YOUR GOAL:
Check every line of the data below for the word "bytes". Copy the ones that have it.

- - - - -

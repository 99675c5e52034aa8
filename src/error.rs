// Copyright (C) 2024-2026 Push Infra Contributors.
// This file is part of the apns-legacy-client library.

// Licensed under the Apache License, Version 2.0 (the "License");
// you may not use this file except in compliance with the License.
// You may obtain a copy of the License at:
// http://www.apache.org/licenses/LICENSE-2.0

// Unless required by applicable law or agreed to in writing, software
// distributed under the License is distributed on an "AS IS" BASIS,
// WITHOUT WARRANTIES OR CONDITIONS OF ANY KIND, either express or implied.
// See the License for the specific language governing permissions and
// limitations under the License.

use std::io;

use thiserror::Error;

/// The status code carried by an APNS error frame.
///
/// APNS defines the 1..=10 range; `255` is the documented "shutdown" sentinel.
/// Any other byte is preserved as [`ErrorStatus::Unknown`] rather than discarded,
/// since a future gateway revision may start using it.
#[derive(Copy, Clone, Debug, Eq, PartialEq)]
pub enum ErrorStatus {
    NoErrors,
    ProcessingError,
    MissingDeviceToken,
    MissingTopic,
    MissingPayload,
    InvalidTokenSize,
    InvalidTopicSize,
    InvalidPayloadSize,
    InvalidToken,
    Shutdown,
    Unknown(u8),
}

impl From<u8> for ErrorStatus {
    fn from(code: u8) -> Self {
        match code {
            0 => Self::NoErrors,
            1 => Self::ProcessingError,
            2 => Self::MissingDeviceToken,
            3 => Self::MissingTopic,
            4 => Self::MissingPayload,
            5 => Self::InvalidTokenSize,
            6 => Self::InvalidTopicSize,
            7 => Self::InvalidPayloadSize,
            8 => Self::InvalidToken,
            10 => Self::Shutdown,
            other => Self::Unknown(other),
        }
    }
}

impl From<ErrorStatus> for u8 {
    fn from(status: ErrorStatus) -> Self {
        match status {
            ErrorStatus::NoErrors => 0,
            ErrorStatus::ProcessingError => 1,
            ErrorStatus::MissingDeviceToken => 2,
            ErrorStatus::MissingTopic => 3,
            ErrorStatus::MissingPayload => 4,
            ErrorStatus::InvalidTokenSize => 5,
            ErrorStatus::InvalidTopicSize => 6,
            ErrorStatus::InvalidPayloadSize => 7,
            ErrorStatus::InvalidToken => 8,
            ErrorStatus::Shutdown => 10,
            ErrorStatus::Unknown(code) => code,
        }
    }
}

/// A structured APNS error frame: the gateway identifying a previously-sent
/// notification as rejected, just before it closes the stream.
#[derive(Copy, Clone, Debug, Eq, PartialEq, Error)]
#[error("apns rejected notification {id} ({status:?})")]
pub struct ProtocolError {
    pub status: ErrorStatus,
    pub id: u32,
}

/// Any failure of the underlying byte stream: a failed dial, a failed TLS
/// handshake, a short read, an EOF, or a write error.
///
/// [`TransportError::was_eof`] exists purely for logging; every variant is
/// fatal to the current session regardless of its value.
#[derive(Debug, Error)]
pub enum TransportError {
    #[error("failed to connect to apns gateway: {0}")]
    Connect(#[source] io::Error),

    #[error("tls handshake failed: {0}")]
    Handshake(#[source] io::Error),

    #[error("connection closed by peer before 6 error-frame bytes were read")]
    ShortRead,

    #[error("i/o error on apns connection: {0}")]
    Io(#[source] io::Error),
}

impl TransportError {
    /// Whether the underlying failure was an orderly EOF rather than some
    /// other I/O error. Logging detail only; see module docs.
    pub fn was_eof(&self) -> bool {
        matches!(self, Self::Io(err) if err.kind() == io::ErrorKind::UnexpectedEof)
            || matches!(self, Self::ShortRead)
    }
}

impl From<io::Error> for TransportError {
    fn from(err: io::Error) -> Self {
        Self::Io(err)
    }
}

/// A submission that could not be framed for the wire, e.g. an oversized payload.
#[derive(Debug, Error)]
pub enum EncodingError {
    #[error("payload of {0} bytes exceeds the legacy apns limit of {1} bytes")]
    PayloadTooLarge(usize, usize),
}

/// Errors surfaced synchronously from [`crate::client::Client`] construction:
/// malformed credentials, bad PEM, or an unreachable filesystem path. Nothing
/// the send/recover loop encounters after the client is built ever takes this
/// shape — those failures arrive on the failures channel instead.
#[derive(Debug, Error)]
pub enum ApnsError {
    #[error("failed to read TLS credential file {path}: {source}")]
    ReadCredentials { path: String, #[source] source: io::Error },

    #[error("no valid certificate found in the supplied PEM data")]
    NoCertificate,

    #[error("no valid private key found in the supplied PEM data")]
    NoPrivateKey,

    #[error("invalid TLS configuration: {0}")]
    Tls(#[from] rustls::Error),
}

- - - - -

ANSWER:
    #[error("connection closed by peer before 6 error-frame bytes were read")]
    #[error("payload of {0} bytes exceeds the legacy apns limit of {1} bytes")]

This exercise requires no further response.